PROBLEM REQUIREMENTS - Search the data for the string "Serialize" and gather each line it is in.

Stored data entries -
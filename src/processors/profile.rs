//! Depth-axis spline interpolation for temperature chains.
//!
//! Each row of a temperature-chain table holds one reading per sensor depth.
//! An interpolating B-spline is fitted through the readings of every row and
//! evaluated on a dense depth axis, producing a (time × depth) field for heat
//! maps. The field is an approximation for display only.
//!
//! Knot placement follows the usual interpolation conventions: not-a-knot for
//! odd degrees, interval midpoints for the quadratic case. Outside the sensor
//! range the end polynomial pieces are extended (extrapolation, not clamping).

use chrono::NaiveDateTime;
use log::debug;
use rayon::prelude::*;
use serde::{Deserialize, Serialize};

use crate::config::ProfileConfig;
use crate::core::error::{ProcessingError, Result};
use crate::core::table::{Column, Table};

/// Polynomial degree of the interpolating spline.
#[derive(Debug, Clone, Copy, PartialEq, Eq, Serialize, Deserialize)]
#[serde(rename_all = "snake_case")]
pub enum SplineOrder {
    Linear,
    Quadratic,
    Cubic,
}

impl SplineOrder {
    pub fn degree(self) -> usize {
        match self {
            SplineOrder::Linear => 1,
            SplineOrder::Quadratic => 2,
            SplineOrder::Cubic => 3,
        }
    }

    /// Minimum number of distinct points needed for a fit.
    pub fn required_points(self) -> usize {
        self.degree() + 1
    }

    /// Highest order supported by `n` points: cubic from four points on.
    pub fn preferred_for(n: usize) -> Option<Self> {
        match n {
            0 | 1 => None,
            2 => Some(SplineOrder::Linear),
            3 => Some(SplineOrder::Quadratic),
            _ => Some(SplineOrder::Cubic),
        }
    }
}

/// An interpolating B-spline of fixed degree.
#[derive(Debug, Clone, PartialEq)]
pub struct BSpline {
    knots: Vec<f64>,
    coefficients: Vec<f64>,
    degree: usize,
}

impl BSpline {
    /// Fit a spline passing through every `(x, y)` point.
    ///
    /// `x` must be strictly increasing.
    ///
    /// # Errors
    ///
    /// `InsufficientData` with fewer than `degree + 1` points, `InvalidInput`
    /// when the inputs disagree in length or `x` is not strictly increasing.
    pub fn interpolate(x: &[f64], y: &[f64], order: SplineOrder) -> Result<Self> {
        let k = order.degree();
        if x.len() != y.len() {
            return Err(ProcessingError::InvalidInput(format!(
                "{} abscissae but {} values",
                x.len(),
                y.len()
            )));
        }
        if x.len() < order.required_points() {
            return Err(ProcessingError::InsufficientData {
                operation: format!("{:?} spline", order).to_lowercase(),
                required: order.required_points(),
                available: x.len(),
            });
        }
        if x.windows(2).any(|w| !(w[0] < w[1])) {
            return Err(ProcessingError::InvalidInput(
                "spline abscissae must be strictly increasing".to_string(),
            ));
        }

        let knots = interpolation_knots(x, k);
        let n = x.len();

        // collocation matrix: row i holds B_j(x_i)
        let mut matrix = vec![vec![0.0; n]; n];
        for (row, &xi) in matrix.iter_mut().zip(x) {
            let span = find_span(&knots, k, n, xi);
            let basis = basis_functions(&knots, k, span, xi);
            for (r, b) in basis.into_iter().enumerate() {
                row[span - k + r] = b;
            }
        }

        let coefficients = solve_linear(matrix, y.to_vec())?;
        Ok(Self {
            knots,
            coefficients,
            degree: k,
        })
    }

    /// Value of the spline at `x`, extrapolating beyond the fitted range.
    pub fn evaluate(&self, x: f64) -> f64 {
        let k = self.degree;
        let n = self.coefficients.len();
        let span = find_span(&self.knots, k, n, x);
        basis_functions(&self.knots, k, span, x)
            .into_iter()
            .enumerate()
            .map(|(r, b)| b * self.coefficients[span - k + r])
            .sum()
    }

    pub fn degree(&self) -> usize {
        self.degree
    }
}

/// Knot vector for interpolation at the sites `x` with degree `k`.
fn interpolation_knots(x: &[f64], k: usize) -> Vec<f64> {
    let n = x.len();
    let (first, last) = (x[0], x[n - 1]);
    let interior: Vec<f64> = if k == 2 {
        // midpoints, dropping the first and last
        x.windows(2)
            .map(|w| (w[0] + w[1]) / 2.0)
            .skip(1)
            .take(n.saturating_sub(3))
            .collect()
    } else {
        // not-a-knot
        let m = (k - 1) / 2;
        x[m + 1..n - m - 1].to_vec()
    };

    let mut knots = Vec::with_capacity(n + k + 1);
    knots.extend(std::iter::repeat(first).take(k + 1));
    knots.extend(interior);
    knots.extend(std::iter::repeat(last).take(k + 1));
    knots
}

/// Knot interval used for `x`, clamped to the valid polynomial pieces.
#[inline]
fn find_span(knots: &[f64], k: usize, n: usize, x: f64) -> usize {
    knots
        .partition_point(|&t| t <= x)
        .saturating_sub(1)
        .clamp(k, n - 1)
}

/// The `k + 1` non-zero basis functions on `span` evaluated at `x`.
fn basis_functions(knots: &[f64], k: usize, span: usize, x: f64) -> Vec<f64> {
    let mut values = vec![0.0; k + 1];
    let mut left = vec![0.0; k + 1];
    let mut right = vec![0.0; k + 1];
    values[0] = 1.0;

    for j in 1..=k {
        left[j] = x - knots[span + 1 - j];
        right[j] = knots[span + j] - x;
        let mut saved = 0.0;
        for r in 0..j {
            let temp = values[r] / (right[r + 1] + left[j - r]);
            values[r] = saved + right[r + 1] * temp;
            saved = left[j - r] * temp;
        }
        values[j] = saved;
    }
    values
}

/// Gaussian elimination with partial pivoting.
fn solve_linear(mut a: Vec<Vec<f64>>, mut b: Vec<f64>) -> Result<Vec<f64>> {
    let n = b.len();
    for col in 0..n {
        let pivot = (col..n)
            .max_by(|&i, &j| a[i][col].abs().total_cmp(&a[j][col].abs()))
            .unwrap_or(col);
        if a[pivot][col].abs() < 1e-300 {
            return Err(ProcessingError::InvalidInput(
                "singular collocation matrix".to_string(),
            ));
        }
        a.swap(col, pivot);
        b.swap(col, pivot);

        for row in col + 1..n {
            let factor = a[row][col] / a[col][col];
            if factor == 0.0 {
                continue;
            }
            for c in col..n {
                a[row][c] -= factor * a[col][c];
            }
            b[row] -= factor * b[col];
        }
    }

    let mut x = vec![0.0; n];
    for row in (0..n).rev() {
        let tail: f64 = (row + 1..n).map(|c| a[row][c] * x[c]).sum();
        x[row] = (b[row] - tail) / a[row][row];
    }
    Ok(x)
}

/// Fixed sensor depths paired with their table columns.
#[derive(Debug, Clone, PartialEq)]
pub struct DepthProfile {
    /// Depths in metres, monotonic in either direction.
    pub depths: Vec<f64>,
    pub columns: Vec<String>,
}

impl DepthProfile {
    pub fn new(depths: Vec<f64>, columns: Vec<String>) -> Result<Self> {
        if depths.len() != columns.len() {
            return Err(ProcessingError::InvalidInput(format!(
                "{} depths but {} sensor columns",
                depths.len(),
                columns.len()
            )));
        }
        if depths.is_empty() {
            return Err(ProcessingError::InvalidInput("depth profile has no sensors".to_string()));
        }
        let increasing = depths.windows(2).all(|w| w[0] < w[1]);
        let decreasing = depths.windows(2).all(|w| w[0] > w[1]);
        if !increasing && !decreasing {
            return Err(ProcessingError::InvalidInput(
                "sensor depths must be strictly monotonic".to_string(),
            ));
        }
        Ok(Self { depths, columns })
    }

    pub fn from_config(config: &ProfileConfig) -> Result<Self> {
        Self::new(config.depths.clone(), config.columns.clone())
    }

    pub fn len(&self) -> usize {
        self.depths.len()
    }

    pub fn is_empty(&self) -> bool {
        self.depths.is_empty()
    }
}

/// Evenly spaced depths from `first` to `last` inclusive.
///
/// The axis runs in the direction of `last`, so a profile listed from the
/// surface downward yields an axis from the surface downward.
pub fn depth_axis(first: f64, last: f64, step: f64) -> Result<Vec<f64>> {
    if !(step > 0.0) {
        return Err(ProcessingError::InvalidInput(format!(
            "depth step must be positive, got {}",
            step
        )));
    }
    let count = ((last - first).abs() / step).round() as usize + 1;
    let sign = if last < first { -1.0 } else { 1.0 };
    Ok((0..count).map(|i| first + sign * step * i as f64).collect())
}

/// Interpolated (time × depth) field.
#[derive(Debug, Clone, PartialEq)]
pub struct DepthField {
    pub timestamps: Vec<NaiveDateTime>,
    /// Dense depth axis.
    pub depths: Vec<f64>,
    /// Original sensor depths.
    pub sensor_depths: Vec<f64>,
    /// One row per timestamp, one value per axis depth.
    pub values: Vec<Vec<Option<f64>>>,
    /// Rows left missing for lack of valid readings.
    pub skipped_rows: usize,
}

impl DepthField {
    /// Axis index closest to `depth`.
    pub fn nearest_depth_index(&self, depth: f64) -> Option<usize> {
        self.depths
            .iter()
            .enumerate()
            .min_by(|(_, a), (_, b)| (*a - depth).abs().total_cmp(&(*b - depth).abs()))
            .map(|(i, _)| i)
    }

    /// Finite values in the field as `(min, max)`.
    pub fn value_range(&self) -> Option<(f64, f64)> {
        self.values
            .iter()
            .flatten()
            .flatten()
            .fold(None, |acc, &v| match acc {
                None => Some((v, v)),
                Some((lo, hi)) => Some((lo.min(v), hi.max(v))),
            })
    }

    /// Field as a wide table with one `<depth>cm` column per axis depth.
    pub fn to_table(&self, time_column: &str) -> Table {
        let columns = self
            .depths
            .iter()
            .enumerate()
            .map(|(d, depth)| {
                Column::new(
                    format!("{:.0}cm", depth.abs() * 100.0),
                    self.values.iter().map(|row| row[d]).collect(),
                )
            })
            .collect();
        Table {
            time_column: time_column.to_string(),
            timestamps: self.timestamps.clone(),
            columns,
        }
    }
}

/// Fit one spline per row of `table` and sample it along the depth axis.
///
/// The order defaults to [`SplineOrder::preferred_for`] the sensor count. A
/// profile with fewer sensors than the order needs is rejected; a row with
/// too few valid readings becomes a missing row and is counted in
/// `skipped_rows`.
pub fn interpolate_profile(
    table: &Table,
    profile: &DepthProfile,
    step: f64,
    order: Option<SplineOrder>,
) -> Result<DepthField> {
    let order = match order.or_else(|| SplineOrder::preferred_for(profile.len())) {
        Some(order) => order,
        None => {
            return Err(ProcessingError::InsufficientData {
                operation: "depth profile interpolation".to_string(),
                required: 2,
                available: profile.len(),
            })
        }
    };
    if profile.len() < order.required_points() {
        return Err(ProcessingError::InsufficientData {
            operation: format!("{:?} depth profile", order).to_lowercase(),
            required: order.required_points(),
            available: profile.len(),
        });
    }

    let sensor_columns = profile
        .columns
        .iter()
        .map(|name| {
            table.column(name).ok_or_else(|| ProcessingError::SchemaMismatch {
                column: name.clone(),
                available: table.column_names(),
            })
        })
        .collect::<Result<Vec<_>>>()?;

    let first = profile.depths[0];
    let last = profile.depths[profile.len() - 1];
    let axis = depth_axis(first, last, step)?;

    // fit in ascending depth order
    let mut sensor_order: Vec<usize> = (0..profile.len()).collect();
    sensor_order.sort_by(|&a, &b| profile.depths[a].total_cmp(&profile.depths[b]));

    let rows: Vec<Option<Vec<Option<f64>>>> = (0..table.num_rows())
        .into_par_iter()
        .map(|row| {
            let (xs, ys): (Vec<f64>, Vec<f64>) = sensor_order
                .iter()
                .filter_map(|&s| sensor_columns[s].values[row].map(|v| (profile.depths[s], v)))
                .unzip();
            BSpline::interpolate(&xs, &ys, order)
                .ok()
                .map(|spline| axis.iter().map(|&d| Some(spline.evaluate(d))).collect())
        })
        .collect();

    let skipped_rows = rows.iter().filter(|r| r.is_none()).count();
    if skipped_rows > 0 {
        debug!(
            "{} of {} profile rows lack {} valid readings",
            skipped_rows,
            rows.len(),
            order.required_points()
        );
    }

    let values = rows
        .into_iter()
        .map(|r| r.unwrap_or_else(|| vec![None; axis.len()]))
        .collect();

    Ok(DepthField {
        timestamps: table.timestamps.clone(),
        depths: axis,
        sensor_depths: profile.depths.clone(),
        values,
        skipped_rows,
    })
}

...

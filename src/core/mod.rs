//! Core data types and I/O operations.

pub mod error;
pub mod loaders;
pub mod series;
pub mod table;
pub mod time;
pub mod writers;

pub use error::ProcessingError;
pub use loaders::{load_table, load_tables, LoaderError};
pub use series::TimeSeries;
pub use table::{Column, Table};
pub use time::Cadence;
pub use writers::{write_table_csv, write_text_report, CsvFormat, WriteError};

RESPONSE TO THIS TASK -
use serde::{Deserialize, Serialize};
#[derive(Debug, Clone, Copy, PartialEq, Eq, Serialize, Deserialize)]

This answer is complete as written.